Made 27th April 2000
Laid before Parliament 3rd May 2000
Coming into force 28th May 2000


FRAUDULENT RECEPTION OF TRANSMISSIONS

Section 297: Offence of fraudulently receiving programmes

297.-(1) A person who dishonestly receives a programme included in a broadcasting service provided from a place in the United Kingdom with intent to avoid payment of any charge applicable to the reception of the programme commits an offence and is liable on summary conviction to a fine not exceeding level 5 on the standard scale.

(2) Where an offence under this section committed by a body corporate is proved to have been committed with the consent or connivance of a director, manager, secretary or other similar officer of the body, or a person purporting to act in any such capacity, he as well as the body corporate is guilty of the offence and liable to be proceeded against and published accordingly.

In relation to a body corporate whose affairs are managed by its members "director" means a member of the body corporate.

297A  Unauthorised decoders

(1) A person commits an offence if he - 

(a) makes, imports, distributes, sells or lets for hire or offers or exposes for sale or hire any unauthorised decoder;

(b) has in his possession for commercial purposes any unauthorised decoder;

(c) instals, maintains or replaces for commercial purposes any unauthorised decoder; or

(d) advertises any unauthorised decoder for sale or hire or otherwise promotes any unauthorised decoder by means of commercial communications.

(2) A person guilty of an offence under subsection (1) is liable - 

(a) on summary conviction, to a fine not exceeding the statutory maximum;

(b) on conviction on indictment, to imprisonment for a term not exceeding two years, or to a fine, or to both.

(3) It is a defence to any prosecution for an offence under this section for the defendant to prove that he did not know, and had no reasonable ground for believing, that the decoder was an unauthorised decoder.

(4) In this section - 

"apparatus" includes any device, component or electronic data (including software);

 

    "conditional access technology" means any technical measure or arrangement whereby access to encrypted transmissions in an intelligbile form is made conditional on prior individual authorisation;

    "decoder" means any apparatus which is designed or adapted to enable (whether on its own or with any other apparatus) an encrypted transmission to be decoded;

    "encrypted" includes subjected to scrambling or the operation of cryptographic envelopes, electronic locks, passwords or any other analogous application;

    "transmission" means - 

 

    (a) any programme included in a broadcasting or cable programme service which is provided from a place in the United Kingdom or any other member State; or

    (b) an information society service (within the meaning of Directive 98/34/EC of the European Parliament and of the Council of 22nd June 1998, as amended by Directive 98/48/EC of the European Parliament and of the Council of 20th July 1998) which is provided from a place in the United Kingdom or any other member State; and

     

    "unauthorised", in relation to a decoder, means that the decoder is designed or adapted to enable an encrypted transmission, or any service of which it forms part, to be accessed in an intelligible form without payment of the fee (however imposed) which the person making the transmission, or on whose behalf it is made, charges for accessing the transmission or service (whether by the circumvention of any conditional access technology related to the transmission or service or by any other means)."

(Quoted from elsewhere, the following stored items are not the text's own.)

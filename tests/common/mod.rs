//! Shared utilities for integration tests.

use std::net::SocketAddr;
use std::sync::Arc;

use h3_core::{App, AppConfig, HttpServer};
use tokio::net::TcpListener;
use tokio::sync::oneshot;

/// A config with debug mode set as requested and everything else defaulted.
#[allow(dead_code)]
pub fn config(debug: bool) -> Arc<AppConfig> {
    Arc::new(AppConfig {
        debug,
        ..AppConfig::default()
    })
}

/// A running test server. Dropping it shuts the server down.
#[allow(dead_code)]
pub struct TestServer {
    pub addr: SocketAddr,
    _shutdown: oneshot::Sender<()>,
}

#[allow(dead_code)]
impl TestServer {
    pub fn url(&self, path: &str) -> String {
        format!("http://{}{}", self.addr, path)
    }
}

/// Serve `app` on an ephemeral local port.
#[allow(dead_code)]
pub async fn start_server(app: App) -> TestServer {
    let listener = TcpListener::bind("127.0.0.1:0").await.unwrap();
    let addr = listener.local_addr().unwrap();
    let (tx, rx) = oneshot::channel::<()>();

    tokio::spawn(async move {
        let shutdown = async move {
            let _ = rx.await;
        };
        HttpServer::new(app).run_until(listener, shutdown).await.unwrap();
    });

    TestServer {
        addr,
        _shutdown: tx,
    }
}
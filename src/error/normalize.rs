//! Coercion of arbitrary failures into [`H3Error`].
//!
//! # Responsibilities
//! - Pass existing `H3Error`s through untouched
//! - Wrap plain strings as 500s
//! - Read HTTP hints (`statusCode`, `status`, `statusMessage`, `statusText`,
//!   `fatal`, `unhandled`, `data`, `stack`) from loosely typed JSON objects
//! - Read the same hints from an `H3Error` found in a boxed error's source chain
//!
//! # Design Decisions
//! - The original failure always stays reachable through `source()`
//! - Field lookups mirror JavaScript truthiness where the wire format is loose

use std::error::Error as StdError;
use std::sync::Arc;

use serde_json::{Map, Value};
use thiserror::Error;

use super::sanitize::{sanitize_status_message, sanitize_status_value};
use super::{BoxError, H3Error, DEFAULT_STATUS_CODE};

/// Anything a handler may fail with.
#[derive(Debug)]
pub enum ErrorInput {
    Error(H3Error),
    Message(String),
    Value(Value),
    Boxed(BoxError),
}

impl From<H3Error> for ErrorInput {
    fn from(err: H3Error) -> Self {
        ErrorInput::Error(err)
    }
}

impl From<String> for ErrorInput {
    fn from(message: String) -> Self {
        ErrorInput::Message(message)
    }
}

impl From<&str> for ErrorInput {
    fn from(message: &str) -> Self {
        ErrorInput::Message(message.to_string())
    }
}

impl From<Value> for ErrorInput {
    fn from(value: Value) -> Self {
        ErrorInput::Value(value)
    }
}

impl From<BoxError> for ErrorInput {
    fn from(err: BoxError) -> Self {
        ErrorInput::Boxed(err)
    }
}

/// A thrown JSON value kept as an error cause.
#[derive(Debug, Clone, Error)]
#[error("{}", describe_value(.0))]
pub struct ThrownValue(pub Value);

fn describe_value(value: &Value) -> String {
    match value.get("message").and_then(Value::as_str) {
        Some(message) => message.to_string(),
        None => value.to_string(),
    }
}

/// Convert any failure into an [`H3Error`]. Idempotent.
pub fn normalize_error(input: impl Into<ErrorInput>) -> H3Error {
    match input.into() {
        ErrorInput::Error(err) => err,
        ErrorInput::Message(message) => H3Error::new(message),
        ErrorInput::Value(value) => from_value(value),
        ErrorInput::Boxed(err) => from_boxed(err),
    }
}

/// Whether a boxed failure already is an [`H3Error`].
pub fn is_h3_error(err: &BoxError) -> bool {
    err.is::<H3Error>()
}

fn from_boxed(err: BoxError) -> H3Error {
    let err = match err.downcast::<H3Error>() {
        Ok(h3) => return *h3,
        Err(other) => other,
    };
    let err = match err.downcast::<ThrownValue>() {
        Ok(thrown) => return from_value(thrown.0),
        Err(other) => other,
    };

    let mut normalized = H3Error::new(err.to_string());
    if let Some(related) = find_in_chain(err.source()) {
        normalized.set_raw_status_code(related.status_code());
        normalized.set_raw_status_message(related.status_message().map(str::to_string));
        normalized = normalized
            .with_fatal(related.is_fatal())
            .with_unhandled(related.is_unhandled());
        if let Some(data) = related.data() {
            normalized = normalized.with_data(data.clone());
        }
    }
    normalized.set_cause(Arc::from(err));
    normalized
}

fn find_in_chain<'a>(mut source: Option<&'a (dyn StdError + 'static)>) -> Option<&'a H3Error> {
    while let Some(err) = source {
        if let Some(h3) = err.downcast_ref::<H3Error>() {
            return Some(h3);
        }
        source = err.source();
    }
    None
}

fn from_value(value: Value) -> H3Error {
    let map = match value {
        Value::String(message) => return H3Error::new(message),
        Value::Object(map) => map,
        other => {
            let mut err = H3Error::new("");
            err.set_cause(Arc::new(ThrownValue(other)));
            return err;
        }
    };

    let cause_value = map.get("cause").filter(|v| !v.is_null()).cloned();
    let cause = cause_value.as_ref().and_then(Value::as_object);

    let message = text_field(&map, "message")
        .or_else(|| text_field(&map, "statusMessage"))
        .unwrap_or_default();
    let mut err = H3Error::new(message);

    let stack = map
        .get("stack")
        .and_then(Value::as_str)
        .or_else(|| cause.and_then(|c| c.get("stack")).and_then(Value::as_str));
    if let Some(stack) = stack {
        err.set_stack(Some(stack.to_string()));
    }

    if let Some(data) = map.get("data").filter(|v| truthy(v)) {
        err = err.with_data(data.clone());
    }

    let status = first_truthy(&map, cause, &["statusCode", "status"]);
    if let Some(status) = status {
        err.set_raw_status_code(sanitize_status_value(status, DEFAULT_STATUS_CODE));
    }

    let status_message = first_truthy(&map, cause, &["statusMessage", "statusText"]);
    if let Some(status_message) = status_message {
        let raw = match status_message {
            Value::String(s) => s.clone(),
            other => other.to_string(),
        };
        err.set_raw_status_message(Some(clean_status_message(&raw)));
    }

    if let Some(fatal) = first_present(&map, cause, "fatal") {
        err = err.with_fatal(truthy(fatal));
    }
    if let Some(unhandled) = first_present(&map, cause, "unhandled") {
        err = err.with_unhandled(truthy(unhandled));
    }

    let cause = cause_value.unwrap_or(Value::Object(map));
    err.set_cause(Arc::new(ThrownValue(cause)));
    err
}

/// Sanitize a status message, warning when characters had to be dropped.
pub(crate) fn clean_status_message(raw: &str) -> String {
    let sanitized = sanitize_status_message(raw);
    if sanitized != raw {
        tracing::warn!(
            original = %raw.escape_debug(),
            sanitized = %sanitized,
            "Status message contained invalid characters and was sanitized"
        );
    }
    sanitized
}

fn text_field(map: &Map<String, Value>, key: &str) -> Option<String> {
    map.get(key).filter(|v| !v.is_null()).map(|v| match v {
        Value::String(s) => s.clone(),
        other => other.to_string(),
    })
}

fn first_truthy<'a>(
    map: &'a Map<String, Value>,
    cause: Option<&'a Map<String, Value>>,
    keys: &[&str],
) -> Option<&'a Value> {
    let own = keys.iter().filter_map(|k| map.get(*k));
    let inherited = keys
        .iter()
        .filter_map(move |k| cause.and_then(|c| c.get(*k)));
    own.chain(inherited).find(|v| truthy(v))
}

fn first_present<'a>(
    map: &'a Map<String, Value>,
    cause: Option<&'a Map<String, Value>>,
    key: &str,
) -> Option<&'a Value> {
    map.get(key)
        .filter(|v| !v.is_null())
        .or_else(|| cause.and_then(|c| c.get(key)).filter(|v| !v.is_null()))
}

fn truthy(value: &Value) -> bool {
    match value {
        Value::Null => false,
        Value::Bool(b) => *b,
        Value::Number(n) => n.as_f64().map(|f| f != 0.0 && !f.is_nan()).unwrap_or(true),
        Value::String(s) => !s.is_empty(),
        Value::Array(_) | Value::Object(_) => true,
    }
}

    (3) For section 298 there shall be substituted the following section - 

    " Rights and remedies in respect of apparatus, &c. for unauthorised reception of transmissions.

    298.  

    (1) A person who 

    (a) makes charges for the reception of programmes included in a broadcasting or cable programme service provided from a place in the United Kingdom or any other member State,

    (b) sends encrypted tranmissions of any other description from a place in the United Kingdom or any other member State, or

    (c) provides conditional access services from a place in the United Kingdom or any other member State,

    is entitled to the following rights and remedies.

    (2) He has the same rights and remedies against a person - 

      (a) who - 

      (i) makes, imports, distributes, sells or lets for hire, offers or exposes for sale or hire, or advertises for sale or hire,

      (ii) has in his possession for commercial purposes, or

      (iii) instals, maintains or replaces for commercial purposes,

      any apparatus designed or adapted to enable or assist persons to access the programmes or other transmissions or circumvent conditional access technology related to the programmes or other transmissions when they are not entitled to do so, or

      (b) who publishes or otherwise promotes by means of commercial communications any information which is calculated to enable or assist persons to access the programmes or other transmissions or circumvent conditional access technology related to the programmes or other transmissions when they are not entitled to do so,

    as a copyright owner has in respect of an infringement of copyright.

    (3) Further, he has the same rights under section 99 or 100 (delivery up or seizure of certain articles) in relation to any such apparatus as a copyright owner has in relation to an infringing copy.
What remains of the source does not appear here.